Effects of statins on bone remodeling were suggested by the finding that nitrogen-containing bisphosphonates exert their cytotoxic effects on osteoclasts by interfering with the mevalonate pathway, a step further downstream from the site of action of statins (62) (Fig. 2Go). Murine osteoclast formation in cultures was inhibited by both lovastatin and alendronate (a nitrogen-containing bisphosphonate). Furthermore, rabbit osteoclast formation and activity are also inhibited by lovastatin and by alendronate and reversed by mevalonate and geranylgeraniol, respectively (63). These findings suggest that statins, via their effects on osteoclasts, possibly inhibit bone resorption.

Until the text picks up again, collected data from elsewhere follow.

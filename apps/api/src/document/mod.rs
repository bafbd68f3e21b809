// CV document core: data model, edit tracking, list mutations, in-place editing.
// Everything here is synchronous and owned by one `EditorSession`.

pub mod editable;
pub mod example;
pub mod lists;
pub mod model;
pub mod name;
pub mod photo;
pub mod session;
pub mod tracker;

use thiserror::Error;

use crate::document::model::{Collection, EntryId, ListField};

pub use editable::{BlurOutcome, EditableRegion, FieldBinding};
pub use session::EditorSession;
pub use tracker::{EditKey, EditTracker};

/// Rejected edits. None of these leave the document partially modified.
#[derive(Debug, Error, PartialEq)]
pub enum EditError {
    #[error("{field:?} has {len} items, index {index} is out of range")]
    IndexOutOfRange {
        field: ListField,
        index: usize,
        len: usize,
    },

    #[error("No {} entry with id {id}", collection.as_str())]
    UnknownEntry { collection: Collection, id: EntryId },

    #[error("Unknown list '{0}'")]
    UnknownListField(String),

    #[error("No photo to reposition")]
    PhotoMissing,

    #[error("No photo drag in progress")]
    NoActiveDrag,
}
use crate::document::model::{
    EducationField as Edu, ExperienceField as Exp, ListField, SectionKind, TextField,
};
use crate::render::{
    EmptyPolicy, Icon, PhotoShape, PhotoStyle, Projection, Region, RenderNode,
};

pub fn layout(p: &Projection<'_>) -> RenderNode {
    let header = RenderNode::region(
        Region::Header,
        vec![
            RenderNode::label(p.locale.chrome.curriculum_title),
            p.text(TextField::FullName),
            p.photo(PhotoStyle::new(PhotoShape::Square).with_fallback(Icon::User)),
        ],
    );

    let contact = RenderNode::section(
        SectionKind::Contact,
        vec![
            p.title(SectionKind::Contact),
            p.contact_row(Icon::Mail, TextField::Email),
            p.contact_row(Icon::Phone, TextField::Phone),
            p.contact_row(Icon::MapPin, TextField::Location),
            RenderNode::row(vec![
                RenderNode::icon(Icon::Globe),
                p.text_or(TextField::Portfolio, p.locale.defaults.website_label),
            ]),
        ],
    );
    let mut sidebar = vec![contact];
    sidebar.extend(p.list_section(ListField::Languages, EmptyPolicy::Caption, Some(Icon::Check)));
    sidebar.extend(p.list_section(ListField::Skills, EmptyPolicy::Caption, None));

    let mut main = vec![p.summary_section(true)];
    main.extend(p.experience_section(
        &[Exp::Role, Exp::Period, Exp::Company, Exp::Description],
        EmptyPolicy::Caption,
    ));
    main.extend(p.education_section(&[Edu::Degree, Edu::Year, Edu::School], EmptyPolicy::Caption));

    let mut page = vec![
        header,
        RenderNode::region(Region::Sidebar, sidebar),
        RenderNode::region(Region::Main, main),
    ];
    page.extend(p.socials().map(|s| RenderNode::region(Region::Footer, vec![s])));
    RenderNode::region(Region::Page, page)
}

Statins were also shown to stimulate bone formation in several studies. In vitro, statins increase the number of osteoblasts and the amount of new bone formation in mouse skull bones (63). Similar effects were also seen in vivo when simvastatin or lovastatin was injected sc over the skull bone of mice. Furthermore, oral administration of simvastatin to rats increased trabecular bone volume and the rate of new bone formation (64). These findings were confirmed by further studies; for example, transdermal lovastatin (65) and cerivastatin were shown to increase bone mass in rodents at doses similar to the dose used in humans in the treatment of hypercholesterolemia (66). All of these findings illustrate positive effects of statins on bone remodeling in the form of inhibition of bone resorption and stimulation of bone formation. The question remains whether statins would emerge as a treatment for osteoporosis that could increase bone formation and reduce fractures. Several published studies, mostly observational, have evaluated the association of statin use and fracture risk (67, 68, 69, 70, 71); one reanalyzed data from a randomized controlled study (the LIPID trial) (72). These studies showed inconsistent results; for example, upon analysis of the General Practice Research Database, Meier et al. (6) reported a risk of hip fracture to be reduced almost by half among statin users (relative risk, 0.55; 95% confidence interval, 0.44–0.66). However, reanalysis of the General Practice Research Database using age- and gender-matched controls for each of the 218,062 patients with fractures showed no relationship between statin use and nonspine fractures (67). The adjusted relative risk for hip fracture among older women in this group was 0.80. This uncertainty regarding the effects of statins on fracture risk needs to be addressed in randomized controlled trials in the future. However, the exciting possibility of a newer generation of statin with a stronger affinity to bone, which could lower both CVD and fracture risks, remains to be seen.

Conclusion

In summary, accumulating evidence from basic research and clinical trials indicates that statins have pleiotropic effects that may largely account for the clinical benefits observed. These agents have been shown to stabilize unstable plaques, improve vascular relaxation, and promote new vessel formation. Statins reduce glomerular injury, renal disease progression, insulin resistance, and bone resorption. These actions are mediated, in part, by the effects on small G-proteins, modulation of signaling cascades, transcription, and gene expression. The clinical relevance of these effects is beginning to be recognized, and ongoing studies will be able to answer these many questions in the near future.